■ Task description ■
The lines from the start of the listing through the line containing "by each owner." should be printed exactly, and no other lines should be printed.

-- Opening Marker --

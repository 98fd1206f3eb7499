use {
    super::{Frame, OperationRecord},
    crate::{Algorithm, FrameIndex, FrameKey, OwnerId, Technique},
    serde::Serialize,
    std::collections::BTreeMap,
};

/// Point-in-time view of the whole engine state.
#[derive(Debug, Clone, PartialEq, Serialize)]
pub struct StateSnapshot {
    /// Memory management technique.
    pub technique: Technique,
    /// Total simulated memory, in bytes.
    pub memory_size: usize,
    /// Page/frame size, in bytes.
    pub page_size: usize,
    /// Replacement algorithm.
    pub algorithm: Algorithm,
    /// Number of frames.
    pub total_frames: usize,
    /// Every frame, indexed by frame number.
    pub frames: Vec<Frame>,
    /// Frames held by each owner.
    pub page_table: BTreeMap<OwnerId, Vec<FrameIndex>>,
    /// Allocated frames in the order the replacement policy would evict them.
    pub eviction_order: Vec<FrameKey>,
    /// Page faults so far, evictions included.
    pub page_faults: u64,
    /// Memory accesses so far.
    pub memory_accesses: u64,
    /// Accesses that hit an allocated frame.
    pub page_hits: u64,
    /// The most recent operations, oldest first.
    pub last_operations: Vec<OperationRecord>,
}

/// Simulation analytics.
#[derive(Debug, Clone, PartialEq, Serialize)]
pub struct ResultsSnapshot {
    /// Page faults so far, evictions included.
    pub page_faults: u64,
    /// Memory accesses so far.
    pub memory_accesses: u64,
    /// Accesses that hit an allocated frame.
    pub page_hits: u64,
    /// `page_hits / memory_accesses`, or 0 before the first access.
    pub hit_ratio: f64,
    /// `page_faults / memory_accesses`, or 0 before the first access.
    pub miss_ratio: f64,
    /// Fraction of frames currently allocated.
    pub memory_utilization: f64,
    /// Number of frames currently allocated.
    pub allocated_frame_count: usize,
    /// Number of frames.
    pub total_frames: usize,
}
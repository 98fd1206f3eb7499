/// Simulation error.
#[derive(Debug, Clone, PartialEq, Eq, thiserror::Error)]
pub enum SimError {
    /// Construction parameters violate the engine constraints.
    #[error("Invalid configuration: {0}")]
    Config(String),

    /// Allocation request of zero bytes.
    #[error("Allocation size must be positive")]
    InvalidSize,

    /// Request can never fit, even after evicting every allocated frame.
    #[error("Requested size {size} exceeds total memory size {memory_size}")]
    Capacity {
        /// Requested size in bytes.
        size: usize,
        /// Total simulated memory in bytes.
        memory_size: usize,
    },

    /// Address maps to a frame outside of the frame array.
    #[error("Invalid address: {address} (frame {frame} out of bounds)")]
    InvalidAddress {
        /// Address as given by the caller.
        address: usize,
        /// Frame the address resolves to.
        frame: usize,
    },

    /// Deallocation requested while no frame is allocated.
    #[error("No allocated memory to deallocate")]
    NothingAllocated,

    /// Owner id generator arrived at maximum value.
    #[error("Owner id sequence exhausted")]
    OwnerIdsExhausted,

    /// Operation requires a running simulation.
    #[error("No active simulation, start a simulation first")]
    NoActiveSimulation,

    /// No tutorial with the given id.
    #[error("Tutorial with ID {0} not found")]
    UnknownTutorial(String),

    /// Tutorial navigation without an active tutorial.
    #[error("No tutorial is currently active")]
    NoActiveTutorial,

    /// Stepping back from the first step.
    #[error("Already at the first step")]
    AlreadyAtFirstStep,

    /// Performed operation does not satisfy the current step.
    #[error("Complete the current step's task before proceeding")]
    StepIncomplete,
}

/// Simulation result type.
pub type SimResult<T> = Result<T, SimError>;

-- Closing Marker --

■ Final answer ■
repository 98fd1206f3eb7499
use {
    super::{Frame, OperationRecord},
    crate::{Algorithm, FrameIndex, FrameKey, OwnerId, Technique},
    serde::Serialize,
    std::collections::BTreeMap,
};

/// Point-in-time view of the whole engine state.
#[derive(Debug, Clone, PartialEq, Serialize)]
pub struct StateSnapshot {
    /// Memory management technique.
    pub technique: Technique,
    /// Total simulated memory, in bytes.
    pub memory_size: usize,
    /// Page/frame size, in bytes.
    pub page_size: usize,
    /// Replacement algorithm.
    pub algorithm: Algorithm,
    /// Number of frames.
    pub total_frames: usize,
    /// Every frame, indexed by frame number.
    pub frames: Vec<Frame>,
    /// Frames held by each owner.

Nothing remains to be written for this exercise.